Gefühle

28.06.2023

Ich habe vor einiger Zeit das Gefühlsrad entdeckt. Es ist ein bunter Kreis mit Gefühlen, die sich nach Außen immer weiter differenzieren. Es sind viele.

Ich habe erkannt, dass meins deutlich simpler war. Ich kannte nur "läuft" und "läuft nicht". Wie in vielen anderen Dingen gibt es bei mir nur Extreme, An oder Aus. Entweder war alles gut oder alles war schlecht.
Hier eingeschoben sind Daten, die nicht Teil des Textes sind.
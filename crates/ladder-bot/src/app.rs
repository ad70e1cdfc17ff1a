//! Application wiring.
//!
//! Builds the reference feed, the execution adapter and the engine from
//! `AppConfig`, runs the engine until Ctrl+C or a fatal error, and logs a
//! session summary periodically and at shutdown.

use std::sync::Arc;
use std::time::Duration;

use ladder_exchange::{DynExchange, PaperExchange};
use ladder_feed::{
    normalize_ticker, reference_symbol, BinancePriceFeed, DynPriceFeed, ReferencePriceFeed,
};
use ladder_mm::{quoted_price, Engine};
use ladder_telemetry::SessionStatsReporter;
use rand::rngs::StdRng;
use rand::SeedableRng;
use tokio_util::sync::CancellationToken;
use tracing::{error, info, warn};

use crate::config::AppConfig;
use crate::error::{AppError, AppResult};

/// Main application.
pub struct Application {
    config: AppConfig,
    feed: DynPriceFeed,
}

impl Application {
    pub fn new(config: AppConfig) -> AppResult<Self> {
        let feed = BinancePriceFeed::new(&config.feed.base_url, config.feed.retry_policy())?;
        Ok(Self {
            config,
            feed: Arc::new(feed),
        })
    }

    /// Execution adapter for the configured exchange kind.
    fn build_exchange(&self) -> AppResult<DynExchange> {
        match self.config.exchange.kind.trim().to_ascii_lowercase().as_str() {
            "paper" => {
                let paper = &self.config.exchange.paper;
                info!(
                    quote_balance = %paper.quote_balance,
                    base_balance = %paper.base_balance,
                    "Using paper exchange"
                );
                Ok(Arc::new(PaperExchange::new(paper)))
            }
            other => Err(AppError::UnsupportedExchange(other.to_string())),
        }
    }

    /// Run the market maker until Ctrl+C or a fatal engine error.
    pub async fn run(self) -> AppResult<()> {
        let exchange = self.build_exchange()?;
        let mut engine = Engine::new(self.config.engine.clone(), Arc::clone(&self.feed), exchange)?;
        let stats = Arc::new(SessionStatsReporter::new(engine.ticker()));

        let cancel = CancellationToken::new();
        let signal_token = cancel.clone();
        tokio::spawn(async move {
            match tokio::signal::ctrl_c().await {
                Ok(()) => info!("Shutdown signal received"),
                Err(e) => error!(error = %e, "Failed to listen for shutdown signal"),
            }
            signal_token.cancel();
        });

        let summary_token = cancel.clone();
        let summary_stats = Arc::clone(&stats);
        let summary_every = Duration::from_secs(self.config.telemetry.summary_interval_sec);
        let summary_handle = tokio::spawn(async move {
            let mut interval = tokio::time::interval(summary_every);
            // First tick fires immediately.
            interval.tick().await;
            loop {
                tokio::select! {
                    _ = summary_token.cancelled() => break,
                    _ = interval.tick() => summary_stats.output_summary(),
                }
            }
        });

        info!(ticker = %engine.ticker(), symbol = %engine.symbol(), "Starting market maker");
        let result = engine.run(cancel.clone()).await;

        cancel.cancel();
        if let Err(e) = summary_handle.await {
            warn!(error = %e, "Summary task did not finish cleanly");
        }

        info!("Final session summary:");
        stats.output_summary();

        result.map_err(AppError::from)
    }

    /// Log the reference price for `ticker` until Ctrl+C.
    ///
    /// With jitter enabled, also logs a sample jittered target.
    pub async fn watch_price(&self, ticker: &str) -> AppResult<()> {
        let symbol = reference_symbol(ticker);
        let jitter = self.config.engine.jitter;
        let every = self.config.feed.follow_update();
        let mut rng = StdRng::from_entropy();
        let mut interval = tokio::time::interval(every);

        info!(
            ticker = %normalize_ticker(ticker),
            %symbol,
            update_sec = every.as_secs(),
            "Watching reference price"
        );

        loop {
            tokio::select! {
                _ = tokio::signal::ctrl_c() => {
                    info!("Shutdown signal received");
                    return Ok(());
                }
                _ = interval.tick() => {
                    match self.feed.get_price(&symbol).await {
                        Ok(price) if jitter.enabled => {
                            let adjustment = jitter.draw(&mut rng);
                            let target = quoted_price(price, adjustment);
                            info!(%symbol, %price, %adjustment, %target, "Reference price");
                        }
                        Ok(price) => info!(%symbol, %price, "Reference price"),
                        Err(e) => warn!(%symbol, error = %e, "Reference price unavailable"),
                    }
                }
            }
        }
    }
}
Wenn ich mich nicht gut gefühlt habe, habe ich etwas gegessen oder mich nach Unterhaltung umgeschaut in der Hoffnung mich besser zu fühlen und das Problem so zu lösen. Meistens hat es, zumindest kurzfristig, funktioniert.

Die Ursache habe ich so natürlich nicht behoben.

Interessanterweise hatte ich gleichzeitig aber immer ein sehr gutes Körpergefühl. Ich konnte immer sehr gut einschätzen, wie schlimm eine Verletzung war, genau beschreiben, wo der Schmerz saß und wie er sich angefühlt hat.

Seit ich mich letztes Jahr intensiv mit meinem Leben befasst und angefangen habe darüber zu schreiben, habe ich immer mehr Gefühle gespürt, konnte damit aber nichts anfangen.

Mir war nicht klar, was mit mir passiert.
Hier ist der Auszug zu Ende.